Action item:
Lines with "select" in them are to be located in the listing below and copied.

Material for the task:
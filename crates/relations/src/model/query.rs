//! Model Query - root query over a model with preloads

use std::sync::Arc;

use serde_json::Value;

use super::instance::ModelInstance;
use super::options::QueryOptions;
use super::registry::ModelRegistry;
use super::schema::ModelSchema;
use crate::backends::Database;
use crate::error::ModelResult;
use crate::loading::{PreloadTree, Preloader};
use crate::query::QueryBuilder;
use crate::relationships::RelationQueryBuilder;

/// Root query that hydrates instances and runs their preloads
#[derive(Debug, Clone)]
pub struct ModelQuery {
    schema: Arc<ModelSchema>,
    registry: ModelRegistry,
    query: QueryBuilder,
    options: QueryOptions,
    preloader: Preloader,
}

impl ModelQuery {
    pub fn new(schema: Arc<ModelSchema>, registry: ModelRegistry) -> Self {
        let query = QueryBuilder::table(schema.table());
        Self {
            schema,
            registry,
            query,
            options: QueryOptions::default(),
            preloader: Preloader::new(),
        }
    }

    pub fn schema(&self) -> &Arc<ModelSchema> {
        &self.schema
    }

    pub fn select(mut self, fields: &str) -> Self {
        self.query = self.query.select(fields);
        self
    }

    pub fn where_eq<T: Into<Value>>(mut self, column: &str, value: T) -> Self {
        self.query = self.query.where_eq(column, value);
        self
    }

    pub fn where_in<T: Into<Value>>(mut self, column: &str, values: Vec<T>) -> Self {
        self.query = self.query.where_in(column, values);
        self
    }

    pub fn where_null(mut self, column: &str) -> Self {
        self.query = self.query.where_null(column);
        self
    }

    pub fn order_by(mut self, column: &str) -> Self {
        self.query = self.query.order_by(column);
        self
    }

    pub fn order_by_desc(mut self, column: &str) -> Self {
        self.query = self.query.order_by_desc(column);
        self
    }

    pub fn limit(mut self, count: i64) -> Self {
        self.query = self.query.limit(count);
        self
    }

    pub fn offset(mut self, count: i64) -> Self {
        self.query = self.query.offset(count);
        self
    }

    /// Run on a named connection, including every preload query
    pub fn connection(mut self, name: &str) -> Self {
        self.options.connection = Some(name.to_string());
        self
    }

    pub fn options(mut self, options: QueryOptions) -> Self {
        self.options = options;
        self
    }

    pub fn query_options(&self) -> &QueryOptions {
        &self.options
    }

    /// Preload a dotted relation path
    pub fn preload(mut self, path: &str) -> Self {
        self.preloader = self.preloader.preload(path);
        self
    }

    /// Preload a dotted relation path, refining the leaf relation's query
    pub fn preload_with<F>(mut self, path: &str, scope: F) -> Self
    where
        F: Fn(RelationQueryBuilder) -> RelationQueryBuilder + Send + Sync + 'static,
    {
        self.preloader = self.preloader.preload_with(path, scope);
        self
    }

    pub fn preload_tree(&self) -> &PreloadTree {
        self.preloader.tree()
    }

    pub fn to_sql(&self) -> String {
        self.query.to_sql()
    }

    /// Run the root query, hydrate it, then run the preloads
    pub async fn fetch(self, db: &Database) -> ModelResult<Vec<ModelInstance>> {
        let client = db.client(&self.options)?;
        let rows = client.fetch_all(&self.query).await?;

        let mut instances: Vec<ModelInstance> = rows
            .into_iter()
            .map(|row| ModelInstance::hydrate(&self.schema, row, &self.options))
            .collect();

        self.preloader
            .run(&self.schema, &self.registry, &mut instances, db)
            .await?;

        Ok(instances)
    }

    pub async fn first(self, db: &Database) -> ModelResult<Option<ModelInstance>> {
        let mut instances = self.limit(1).fetch(db).await?;
        Ok(if instances.is_empty() {
            None
        } else {
            Some(instances.swap_remove(0))
        })
    }
}
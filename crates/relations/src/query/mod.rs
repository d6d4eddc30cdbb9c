//! Query Builder Module - fluent SQL builder used by models and relations

pub mod builder;
pub mod dml;
pub mod sql_generation;
pub mod types;
pub mod where_clause;

pub use builder::QueryBuilder;
pub use types::{Comparison, Condition, Join, JoinKind, Sort, SqlQuery, Statement};
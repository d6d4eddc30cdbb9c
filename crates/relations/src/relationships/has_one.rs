//! HasOne Relationship - parent model has one related model

use once_cell::sync::OnceCell;
use serde_json::Value;

use super::has_many::{resolve_direct, save_child};
use super::metadata::{RelationDefinition, RelationType};
use super::options::HasOneOptions;
use super::traits::RelationContract;
use crate::backends::Database;
use crate::error::ModelResult;
use crate::model::{ModelInstance, ModelRegistry, ModelSchema};

#[derive(Debug)]
pub struct HasOne {
    name: String,
    options: HasOneOptions,
    definition: OnceCell<RelationDefinition>,
}

impl HasOne {
    pub fn new(name: &str, options: HasOneOptions) -> Self {
        Self {
            name: name.to_string(),
            options,
            definition: OnceCell::new(),
        }
    }

    pub async fn save(
        &self,
        owner: &ModelSchema,
        registry: &ModelRegistry,
        parent: &ModelInstance,
        child: &mut ModelInstance,
        db: &Database,
    ) -> ModelResult<()> {
        let definition = self.boot(owner, registry)?;
        save_child(definition, registry, parent, child, db).await
    }

    pub async fn create(
        &self,
        owner: &ModelSchema,
        registry: &ModelRegistry,
        parent: &ModelInstance,
        attributes: Value,
        db: &Database,
    ) -> ModelResult<ModelInstance> {
        let definition = self.boot(owner, registry)?;
        let related = registry.get(&definition.related_model)?;
        let mut child = ModelInstance::from_attributes(&related, attributes);
        save_child(definition, registry, parent, &mut child, db).await?;
        Ok(child)
    }
}

impl RelationContract for HasOne {
    fn name(&self) -> &str {
        &self.name
    }

    fn relation_type(&self) -> RelationType {
        RelationType::HasOne
    }

    fn related_model(&self) -> &str {
        &self.options.related_model
    }

    fn boot(&self, owner: &ModelSchema, registry: &ModelRegistry) -> ModelResult<&RelationDefinition> {
        self.definition.get_or_try_init(|| {
            resolve_direct(owner, registry, &self.name, &self.options, RelationType::HasOne)
        })
    }

    fn is_booted(&self) -> bool {
        self.definition.get().is_some()
    }
}
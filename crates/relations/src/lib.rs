//! # elif-relations: Relation Mapping for elif.rs
//!
//! Declares relations between dynamic models (has-one, has-many,
//! belongs-to, many-to-many and has-many-through), builds the SQL that
//! scopes them to one parent or a batch of parents, and preloads dotted
//! relation trees depth by depth with one query per relation per depth.
//!
//! Every query runs on the connection named by the [`QueryOptions`] of the
//! root query, including the queries of nested preloads.

pub mod backends;
pub mod config;
pub mod error;
pub mod loading;
pub mod model;
pub mod naming;
pub mod query;
pub mod relationships;
pub mod security;
pub mod value;

#[cfg(any(test, feature = "testing"))]
pub mod testing;

// Re-export core types
pub use backends::{Database, DatabaseConnection, PostgresConnection, QueryClient, Row};
pub use config::{PreloadConfig, RelationsConfig};
pub use error::{ModelError, ModelResult};
pub use loading::{PreloadNode, PreloadStats, PreloadTree, Preloader};
pub use model::{ModelInstance, ModelQuery, ModelRegistry, ModelSchema, ModelSchemaBuilder, Preloaded, QueryOptions};
pub use naming::{CamelCaseNamingStrategy, NamingStrategy};
pub use query::{QueryBuilder, SqlQuery};
pub use relationships::{
    BelongsTo, GroupKey, HasMany, HasManyThrough, HasOne, KeyPair, ManyToMany, Relation, RelationContract,
    RelationDefinition, RelationQueryBuilder, RelationType,
};
pub use value::KeyValue;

Response area:
    pub fn select(mut self, fields: &str) -> Self {
        self.query = self.query.select(fields);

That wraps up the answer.